The problem for Ford, General Motors and Chrysler lies in their trucks, which sell well but tend to have pretty bad fuel economy (compared to sedans, at least). The UCS calculates its list by averaging "the per-mile emissions for each light-duty vehicle sold by each automaker" and then factors in "the fuel economy, fuel type, and sales volume of each type of vehicle sold by each automaker" and "the upstream global warming emissions from producing and distributing the fuel used by each vehicle, as well as emissions from the vehicles themselves." That all means that, the more trucks you sell, the worse you're gonna do. Then again, the more trucks you sell with 18 mpg, the more you're helping drivers put CO2 into the air, so the UCS is doing a fair comparison of the things that this study is trying to track. More details on the methodology are available on page six of the study PDF.

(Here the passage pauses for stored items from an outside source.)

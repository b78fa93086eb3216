//! Scenarios: who manages which node, what data to generate, how to score.

use std::collections::BTreeSet;

use mdde_registry::Workload;
use serde::{Deserialize, Serialize};

use crate::agent::{AgentBinding, AgentId};
use crate::allocation::AllocationMatrix;
use crate::config::{EnvConfig, ScenarioConfig};
use crate::dispatcher::AgentOutcome;
use crate::error::{EnvError, EnvResult};
use crate::fragmenter::{Fragmenter, NodeLocalFragmenter};

/// Dense per-agent observation tensor, row-major.
#[derive(Debug, Clone, PartialEq, Serialize, Deserialize)]
pub struct Observation {
    pub agent: AgentId,
    pub rows: usize,
    pub cols: usize,
    pub data: Vec<f32>,
}

impl Observation {
    pub fn get(&self, row: usize, col: usize) -> Option<f32> {
        if row >= self.rows || col >= self.cols {
            return None;
        }
        self.data.get(row * self.cols + col).copied()
    }

    pub fn row(&self, row: usize) -> Option<&[f32]> {
        if row >= self.rows {
            return None;
        }
        self.data.get(row * self.cols..(row + 1) * self.cols)
    }
}

/// Allocation matrix plus one trailing column flagging the agent's own nodes.
pub fn ownership_observation(agent: &AgentBinding, allocation: &AllocationMatrix) -> Observation {
    let (rows, fragments) = allocation.shape();
    let cols = fragments + 1;
    let mut data = Vec::with_capacity(rows * cols);
    for (row, node) in allocation.nodes().iter().enumerate() {
        data.extend(allocation.row(row).iter().map(|c| f32::from(*c)));
        data.push(if agent.owns(node) { 1.0 } else { 0.0 });
    }
    Observation {
        agent: agent.id(),
        rows,
        cols,
        data,
    }
}

/// Everything an environment needs to know about a particular experiment.
///
/// Agents are listed in dispatch order; that order also fixes the node rows
/// of every observation.
pub trait Scenario: Send + Sync {
    fn name(&self) -> &str;

    fn agents(&self) -> &[AgentBinding];

    fn data_workload(&self) -> &Workload;

    fn benchmark_workload(&self) -> &Workload {
        self.data_workload()
    }

    fn fragmenter(&self) -> &dyn Fragmenter;

    fn observe(&self, agent: &AgentBinding, allocation: &AllocationMatrix) -> Observation {
        ownership_observation(agent, allocation)
    }

    /// One reward per agent, in agent order.
    fn rewards(
        &self,
        prior: &AllocationMatrix,
        post: &AllocationMatrix,
        outcomes: &[AgentOutcome],
    ) -> Vec<f64>;

    /// `tick` counts completed steps since the last reset.
    fn done(&self, agent: &AgentBinding, tick: u64) -> bool;
}

/// Scenario built from a [`ScenarioConfig`].
///
/// Rewards are a flat penalty for any action that did not go through and zero
/// otherwise; agents are done once `max_steps` steps have run.
#[derive(Debug, Clone)]
pub struct DefaultScenario {
    name: String,
    agents: Vec<AgentBinding>,
    workload: Workload,
    benchmark_workload: Workload,
    fragmenter: NodeLocalFragmenter,
    max_steps: Option<u64>,
    penalty: f64,
}

impl DefaultScenario {
    pub fn from_config(config: &ScenarioConfig) -> EnvResult<Self> {
        config.validate()?;

        // Group nodes by agent name, keeping first-appearance order.
        let mut groups: Vec<(String, Vec<String>)> = Vec::new();
        for node in &config.nodes {
            let agent = node.agent.clone().unwrap_or_else(|| node.id.clone());
            match groups.iter_mut().find(|(name, _)| *name == agent) {
                Some((_, nodes)) => nodes.push(node.id.clone()),
                None => groups.push((agent, vec![node.id.clone()])),
            }
        }
        let agents = groups
            .into_iter()
            .enumerate()
            .map(|(i, (name, nodes))| {
                let id = u32::try_from(i)
                    .map_err(|_| EnvError::Config("too many agents".to_string()))?;
                AgentBinding::new(AgentId(id), name, nodes)
            })
            .collect::<EnvResult<Vec<_>>>()?;

        Ok(Self {
            name: config.name.clone(),
            agents,
            workload: config.workload.clone(),
            benchmark_workload: config.benchmark_workload().clone(),
            fragmenter: NodeLocalFragmenter::new(config.fragments),
            max_steps: config.env.max_steps,
            penalty: config.env.invalid_action_penalty,
        })
    }

    /// Scenario with explicit bindings, e.g. for tests or embedding.
    pub fn new(
        name: impl Into<String>,
        agents: Vec<AgentBinding>,
        workload: Workload,
        fragmenter: NodeLocalFragmenter,
        env: &EnvConfig,
    ) -> EnvResult<Self> {
        validate_bindings(&agents)?;
        Ok(Self {
            name: name.into(),
            agents,
            benchmark_workload: workload.clone(),
            workload,
            fragmenter,
            max_steps: env.max_steps,
            penalty: env.invalid_action_penalty,
        })
    }
}

/// Agent ids must be unique and no node may be managed by two agents.
pub fn validate_bindings(agents: &[AgentBinding]) -> EnvResult<()> {
    if agents.is_empty() {
        return Err(EnvError::Scenario("scenario has no agents".to_string()));
    }
    let mut ids = BTreeSet::new();
    let mut nodes = BTreeSet::new();
    for agent in agents {
        if !ids.insert(agent.id()) {
            return Err(EnvError::Scenario(format!(
                "agent id {} is used twice",
                agent.id()
            )));
        }
        for node in agent.nodes() {
            if !nodes.insert(node.clone()) {
                return Err(EnvError::Scenario(format!(
                    "node {node} is managed by more than one agent"
                )));
            }
        }
    }
    Ok(())
}

impl Scenario for DefaultScenario {
    fn name(&self) -> &str {
        &self.name
    }

    fn agents(&self) -> &[AgentBinding] {
        &self.agents
    }

    fn data_workload(&self) -> &Workload {
        &self.workload
    }

    fn benchmark_workload(&self) -> &Workload {
        &self.benchmark_workload
    }

    fn fragmenter(&self) -> &dyn Fragmenter {
        &self.fragmenter
    }

    fn rewards(
        &self,
        _prior: &AllocationMatrix,
        _post: &AllocationMatrix,
        outcomes: &[AgentOutcome],
    ) -> Vec<f64> {
        outcomes
            .iter()
            .map(|o| if o.is_success() { 0.0 } else { self.penalty })
            .collect()
    }

    fn done(&self, _agent: &AgentBinding, tick: u64) -> bool {
        self.max_steps.is_some_and(|max| tick >= max)
    }
}

#[cfg(test)]
mod tests {
    use super::*;
    use mdde_registry::{FragmentId, NodeId};
    use std::collections::BTreeMap;

    #[test]
    fn config_groups_nodes_by_agent_name() {
        let mut config = ScenarioConfig::new(["A", "B", "C"], 4, Workload::new("w", 8));
        config.nodes[1].agent = Some("bc".to_string());
        config.nodes[2].agent = Some("bc".to_string());

        let scenario = DefaultScenario::from_config(&config).unwrap();
        let agents = scenario.agents();
        assert_eq!(agents.len(), 2);
        assert_eq!(agents[0].name(), "A");
        assert_eq!(agents[1].id(), AgentId(1));
        assert_eq!(agents[1].nodes(), &[NodeId::new("B"), NodeId::new("C")]);
    }

    #[test]
    fn shared_node_is_rejected() {
        let agents = vec![
            AgentBinding::single(AgentId(0), "a", "A"),
            AgentBinding::single(AgentId(1), "b", "A"),
        ];
        assert!(validate_bindings(&agents).is_err());
    }

    #[test]
    fn observation_marks_owned_rows() {
        let allocation = AllocationMatrix::from_placement(
            vec![NodeId::new("A"), NodeId::new("B")],
            vec![FragmentId::new("f1")],
            &BTreeMap::from([(
                NodeId::new("B"),
                BTreeSet::from([FragmentId::new("f1")]),
            )]),
        );
        let agent = AgentBinding::single(AgentId(0), "a", "A");
        let obs = ownership_observation(&agent, &allocation);
        assert_eq!((obs.rows, obs.cols), (2, 2));
        assert_eq!(obs.row(0), Some(&[0.0, 1.0][..]));
        assert_eq!(obs.row(1), Some(&[1.0, 0.0][..]));
        assert_eq!(obs.get(5, 0), None);
    }

    #[test]
    fn truncated_observation_data_is_not_a_panic() {
        let obs: Observation = serde_json::from_str(
            r#"{"agent":0,"rows":2,"cols":3,"data":[1.0,0.0,0.0,1.0]}"#,
        )
        .unwrap();
        assert_eq!(obs.row(0), Some(&[1.0, 0.0, 0.0][..]));
        assert_eq!(obs.row(1), None);
        assert_eq!(obs.get(1, 2), None);
    }

    #[test]
    fn done_after_max_steps() {
        let config = ScenarioConfig::new(["A"], 1, Workload::new("w", 1))
            .with_env(EnvConfig::default().with_max_steps(2));
        let scenario = DefaultScenario::from_config(&config).unwrap();
        let agent = &scenario.agents()[0];
        assert!(!scenario.done(agent, 1));
        assert!(scenario.done(agent, 2));
    }
}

In case you were wondering (we were), UCS did make sure to use the revised mpg numbers for Hyundai and Kia models that were originally overstated. Hyundai has apologized for and fixed those figures and even with the new, corrected numbers, Hyundai's total emissions are dropping at a rate of about three percent a year, enough for it to take the greenest company title for the first time.

In fact, this is the first time that an automaker other than Honda has come out on top in the UCS ranking, which has been released six times now, including the first one in 2000 (which looked at 1998 model year data). In 2010, Honda was almost knocked off the winner's perch by both Hyundai and Toyota, but managed to hold on. Chrysler, on the other hand, came in dead last (again) in the ranking of the top eight automakers, snagging the "dirtiest tailpipe" award once (again).

Autoblog asked study author Dave Cooke what an automaker could do to improve its score, and he told AutoblogGreen in an email that:

Improving the fuel economy of a manufacturer's biggest sellers should be a top priority. However, boosting sales of a very green vehicle can help as well. For a good example of how both strategies would be helpful, you can look at Nissan-less than two percent of Nissan's sales are the Leaf, but since it performs so much better than the average vehicle, it is able to improve Nissan's score by one percent just by being sold. However, if you improved Nissan's top-selling vehicle, the Altima (~25 percent of sales), by about five percent, this would also give a similar level of improvement. By focusing on both improving its existing, popular vehicles and developing a "green" halo car, Nissan was able to make the most gains in reducing global warming emissions from its fleet since the last rankings.